Google Compute Engine available for everyone, App Engine adds PHP - zafirk
http://googlecloudplatform.blogspot.com/2013/05/ushering-in-next-generation-of.html
======
PaulMest
I see a lot of people on here wondering why Google would just now add support
to PHP. I don't work for Google, but I used to work at Microsoft. When Azure
launched it tried to "leapfrog" the other cloud vendors by offering only
Platform as a Service (PaaS). It offered superior benefits like high-
reliability and geographic redundancy. Though, that was met with limited
adoption. Why? Well, one of the major reasons was because it would require
developers to write new apps or rewrite their existing apps from the ground up
very specific to how Azure wants you to write it. This takes a lot of effort
from a very specialized skillset, thus very expensive. Also, since you're
writing it for the Azure platform, should you decide to switch to another
provider, you'd have to rewrite your app again! What if you had a bad
experience with customer support or billing? You'd basically be stuck. So
Azure has since started offering Infrastructure as a Service (IaaS) options,
which has far lower switching costs. This has had much greater traction and
builds an ongoing relationship with customers. The customers become more
familiar with the Azure platform and support offerings. If they feel good
about their IaaS experience, they will consider learning some of the premium
features and leverage them when they update their existing apps.

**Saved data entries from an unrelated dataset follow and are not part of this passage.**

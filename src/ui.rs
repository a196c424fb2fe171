//! UI rendering helpers for the terminal user interface.
//!
//! This module contains functions to render the TUI using `ratatui`: the
//! catalog browser, the mini-player and a braille waveform that doubles as a
//! seek bar.

use ratatui::{
    Frame,
    layout::{Alignment, Constraint, Direction, Layout, Rect},
    style::{Color, Modifier, Style},
    text::{Line, Span},
    widgets::{Block, Borders, List, ListItem, ListState, Padding, Paragraph, Wrap},
};
use std::{collections::BTreeMap, sync::LazyLock, time::Duration};

use crate::app::{App, View};
use crate::audio::EngineFactory;
use crate::config::{ControlsSettings, TimeField, UiSettings};
use crate::player::Player;
use crate::transport::Transport;
use crate::waveform::{self, PixelBuffer, Rgba};

static CONTROLS_MAP: LazyLock<BTreeMap<String, String>> = LazyLock::new(|| {
    let mut map: BTreeMap<String, String> = BTreeMap::new();
    map.insert("j/k".to_string(), "up/down".to_string());
    map.insert("tab".to_string(), "tracks/albums/playlists".to_string());
    map.insert("enter".to_string(), "play selected".to_string());
    map.insert("a".to_string(), "add to queue".to_string());
    map.insert("x".to_string(), "clear queue".to_string());
    map.insert("space/p".to_string(), "play/pause".to_string());
    map.insert("h/l".to_string(), "prev/next".to_string());
    map.insert("m".to_string(), "mute".to_string());
    // H/L and +/- are filled dynamically from config.
    map.insert("/".to_string(), "search".to_string());
    map.insert("q".to_string(), "quit".to_string());
    map
});

/// Render the controls help text, incorporating scrub seconds and volume step.
fn controls_text(controls: &ControlsSettings) -> String {
    let order = [
        "j/k", "tab", "enter", "a", "x", "space/p", "h/l", "H/L", "+/-", "m", "/", "q",
    ];
    order
        .iter()
        .filter_map(|k| match *k {
            "H/L" => Some(format!("[H/L] scrub -/+{}s", controls.scrub_seconds)),
            "+/-" => Some(format!(
                "[+/-] volume {}%",
                (controls.volume_step * 100.0).round()
            )),
            _ => CONTROLS_MAP.get(*k).map(|v| format!("[{}] {}", k, v)),
        })
        .collect::<Vec<String>>()
        .join(" | ")
}

/// Seconds as a `Duration`; negative or non-finite values become zero.
fn secs(seconds: f64) -> Duration {
    if seconds.is_finite() && seconds > 0.0 {
        Duration::from_secs_f64(seconds)
    } else {
        Duration::ZERO
    }
}

/// Format a `Duration` as `MM:SS`.
fn format_mmss(d: Duration) -> String {
    let secs = d.as_secs();
    format!("{:02}:{:02}", secs / 60, secs % 60)
}

/// Build the now-playing time text (elapsed/total/remaining) per `UiSettings`.
fn now_playing_time_text(
    elapsed: Duration,
    total: Option<Duration>,
    ui: &UiSettings,
) -> Option<String> {
    if ui.now_playing_time_fields.is_empty() {
        return None;
    }

    let mut parts: Vec<String> = Vec::new();
    for f in &ui.now_playing_time_fields {
        match f {
            TimeField::Elapsed => parts.push(format_mmss(elapsed)),
            TimeField::Total => {
                if let Some(t) = total {
                    parts.push(format_mmss(t));
                }
            }
            TimeField::Remaining => {
                if let Some(t) = total {
                    let rem = t.saturating_sub(elapsed);
                    parts.push(format!("-{}", format_mmss(rem)));
                }
            }
        }
    }

    if parts.is_empty() {
        None
    } else {
        Some(parts.join(&ui.now_playing_time_separator))
    }
}

fn status_text<F: EngineFactory>(
    app: &App,
    player: &Player,
    transport: &Transport<F>,
    ui: &UiSettings,
) -> String {
    let mut parts: Vec<String> = Vec::new();

    match player.current_track() {
        Some(track) => {
            let state = if player.is_playing() { "Playing" } else { "Paused" };
            let mut song = track.title.clone();
            if let Some(album) = app.album_title(track) {
                song.push_str(" · ");
                song.push_str(album);
            }
            let total = (player.duration() > 0.0).then(|| secs(player.duration()));
            match now_playing_time_text(secs(player.progress()), total, ui) {
                Some(time) => parts.push(format!("Song: {} [{}]", song, time)),
                None => parts.push(format!("Song: {}", song)),
            }
            parts.push(state.to_string());
            if transport.is_unavailable() {
                parts.push("UNAVAILABLE".to_string());
            }
        }
        None => parts.push("Stopped".to_string()),
    }

    if player.is_muted() {
        parts.push(format!("Volume: {:.0}% (muted)", player.volume() * 100.0));
    } else {
        parts.push(format!("Volume: {:.0}%", player.volume() * 100.0));
    }

    if !player.queue().is_empty() {
        parts.push(format!(
            "Queue: {}/{}",
            player.queue_index() + 1,
            player.queue().len()
        ));
    }

    let q = app.filter_query.trim();
    if app.filter_mode || !q.is_empty() {
        let mut filter_part = String::from("SEARCH:");
        if !q.is_empty() {
            filter_part.push(' ');
            filter_part.push_str(q);
        }
        if app.filter_mode {
            filter_part.push('_');
        }
        parts.push(filter_part);
    }

    parts.join(" • ")
}

fn row_items(app: &App, player: &Player) -> Vec<String> {
    let current = player.current_track().map(|t| t.id.as_str());
    match app.view {
        View::Tracks => app
            .visible_tracks()
            .iter()
            .map(|t| {
                let marker = if current == Some(t.id.as_str()) { "♪ " } else { "" };
                let album = app.album_title(t).unwrap_or("-");
                format!(
                    "{}{} · {} · {}",
                    marker,
                    t.title,
                    album,
                    format_mmss(secs(t.duration))
                )
            })
            .collect(),
        View::Albums => app
            .visible_albums()
            .iter()
            .map(|a| {
                format!(
                    "{} ({}) · {} tracks · {}",
                    a.title,
                    a.label,
                    a.tracks.len(),
                    format_mmss(secs(a.total_duration()))
                )
            })
            .collect(),
        View::Playlists => app
            .visible_playlists()
            .iter()
            .map(|p| format!("{} [{}] · {} tracks", p.title, p.category, p.track_ids.len()))
            .collect(),
    }
}

/// One terminal cell of the braille waveform.
#[derive(Debug, Clone, Copy, PartialEq, Eq)]
struct BrailleCell {
    glyph: char,
    played: bool,
}

/// Dot bit for column `dx` (0..2) and row `dy` (0..4) of a braille cell.
fn dot_bit(dx: usize, dy: usize) -> u32 {
    match (dx, dy) {
        (0, 0) => 0x01,
        (0, 1) => 0x02,
        (0, 2) => 0x04,
        (1, 0) => 0x08,
        (1, 1) => 0x10,
        (1, 2) => 0x20,
        (0, 3) => 0x40,
        (1, 3) => 0x80,
        _ => 0,
    }
}

/// Rasterize the waveform at two dots per column and four per row, then fold
/// the dots into braille glyphs. A cell is played when any of its dots is.
fn braille_cells(
    summary: &[f32],
    progress: f64,
    cols: u16,
    rows: u16,
    unplayed: Rgba,
    played: Rgba,
) -> Vec<Vec<BrailleCell>> {
    let (cols, rows) = (cols as usize, rows as usize);
    let mut buffer = PixelBuffer::new((cols * 2) as f64, 1.0);
    waveform::render(
        &mut buffer,
        summary,
        progress,
        (rows * 4) as f64,
        unplayed,
        played,
    );

    (0..rows)
        .map(|cy| {
            (0..cols)
                .map(|cx| {
                    let mut mask = 0u32;
                    let mut is_played = false;
                    for dy in 0..4 {
                        for dx in 0..2 {
                            let x = (cx * 2 + dx) as f64 + 0.5;
                            let y = (cy * 4 + dy) as f64 + 0.5;
                            let Some(color) = buffer.sample(x, y) else {
                                continue;
                            };
                            if color.a == 0 {
                                continue;
                            }
                            mask |= dot_bit(dx, dy);
                            is_played |= color == played;
                        }
                    }
                    BrailleCell {
                        glyph: char::from_u32(0x2800 + mask).unwrap_or(' '),
                        played: is_played,
                    }
                })
                .collect()
        })
        .collect()
}

fn to_color(c: Rgba) -> Color {
    Color::Rgb(c.r, c.g, c.b)
}

fn waveform_lines(
    summary: &[f32],
    progress: f64,
    area: Rect,
    ui: &UiSettings,
) -> Vec<Line<'static>> {
    let played = Style::default().fg(to_color(ui.played_color));
    let unplayed = Style::default().fg(to_color(ui.unplayed_color));
    braille_cells(
        summary,
        progress,
        area.width,
        area.height,
        ui.unplayed_color,
        ui.played_color,
    )
    .into_iter()
    .map(|row| {
        Line::from(
            row.into_iter()
                .map(|cell| {
                    let style = if cell.played { played } else { unplayed };
                    Span::styled(cell.glyph.to_string(), style)
                })
                .collect::<Vec<_>>(),
        )
    })
    .collect()
}

/// Terminal column `column` as a logical x position inside the waveform
/// drawn in `area`, plus the logical width. One column is two dots wide.
pub fn waveform_x(column: u16, area: Rect) -> (f64, f64) {
    let x = (column as f64 - area.x as f64) * 2.0 + 1.0;
    (x, area.width as f64 * 2.0)
}

/// Render the entire UI into `frame`. Returns the area the waveform was
/// drawn in so mouse events can be mapped back onto it.
pub fn draw<F: EngineFactory>(
    frame: &mut Frame,
    app: &App,
    player: &Player,
    transport: &Transport<F>,
    ui_settings: &UiSettings,
    controls_settings: &ControlsSettings,
) -> Rect {
    let chunks = Layout::default()
        .direction(Direction::Vertical)
        .constraints([
            Constraint::Length(3),
            Constraint::Length(4),
            Constraint::Min(1),
            Constraint::Length(ui_settings.waveform_rows.saturating_add(2)),
            Constraint::Length(4),
        ])
        .split(frame.area());

    // Header
    let header = Paragraph::new(ui_settings.header_text.as_str())
        .alignment(Alignment::Center)
        .block(
            Block::default()
                .borders(Borders::ALL)
                .title(" encore ")
                .title_alignment(Alignment::Center),
        );
    frame.render_widget(header, chunks[0]);

    // Mini-player status
    let status = status_text(app, player, transport, ui_settings);
    let status_par = Paragraph::new(status)
        .block(
            Block::bordered()
                .padding(Padding {
                    left: 1,
                    right: 0,
                    top: 0,
                    bottom: 0,
                })
                .title(" now playing "),
        )
        .wrap(Wrap { trim: true });
    frame.render_widget(status_par, chunks[1]);

    // Main list
    {
        let rows = row_items(app, player);

        // Only build ListItems for the visible window, centered on the selection.
        let total = rows.len();
        let list_height = chunks[2].height.saturating_sub(2) as usize;
        let sel_pos = app.selected.min(total.saturating_sub(1));
        let (start, end, selected_pos_in_visible) = if total <= list_height || list_height == 0 {
            (0, total, sel_pos)
        } else {
            let half = list_height / 2;
            let mut start = sel_pos.saturating_sub(half);
            if start + list_height > total {
                start = total - list_height;
            }
            (start, start + list_height, sel_pos - start)
        };

        let visible_items: Vec<ListItem> = rows[start..end]
            .iter()
            .map(|r| ListItem::new(r.as_str()))
            .collect();

        let title = format!(" {} ({}) ", app.view.title().to_lowercase(), total);
        let list = List::new(visible_items)
            .block(Block::default().borders(Borders::ALL).title(title))
            .highlight_style(Style::default().add_modifier(Modifier::REVERSED))
            .highlight_symbol("> ");
        let mut state = ListState::default();
        if total > 0 {
            state.select(Some(selected_pos_in_visible));
        }
        frame.render_stateful_widget(list, chunks[2], &mut state);
    }

    // Waveform
    let wave_block = Block::default().borders(Borders::ALL).title(" waveform ");
    let wave_area = wave_block.inner(chunks[3]);
    frame.render_widget(wave_block, chunks[3]);
    if let Some(track) = player.current_track() {
        let summary = transport.decoded_summary().unwrap_or(track.waveform.as_slice());
        let lines = waveform_lines(summary, player.progress_fraction(), wave_area, ui_settings);
        frame.render_widget(Paragraph::new(lines), wave_area);
    }

    let footer = Paragraph::new(controls_text(controls_settings))
        .block(
            Block::default()
                .borders(Borders::ALL)
                .title(" controls ")
                .padding(Padding {
                    left: 1,
                    right: 0,
                    top: 0,
                    bottom: 0,
                }),
        )
        .wrap(Wrap { trim: true });
    frame.render_widget(footer, chunks[4]);

    wave_area
}

#[cfg(test)]
mod tests;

I think adding PHP is a strategically smart move by Google to get more people
using their cloud platform. Soon there will be new billing relationships
signed off by thousands of businesses to host basic apps and WordPress
installations. Assuming customers have positive initial experiences with
Google's PHP hosting, it will become easier for Google to upsell those
businesses to add premium cloud features for more advanced applications over
the coming years.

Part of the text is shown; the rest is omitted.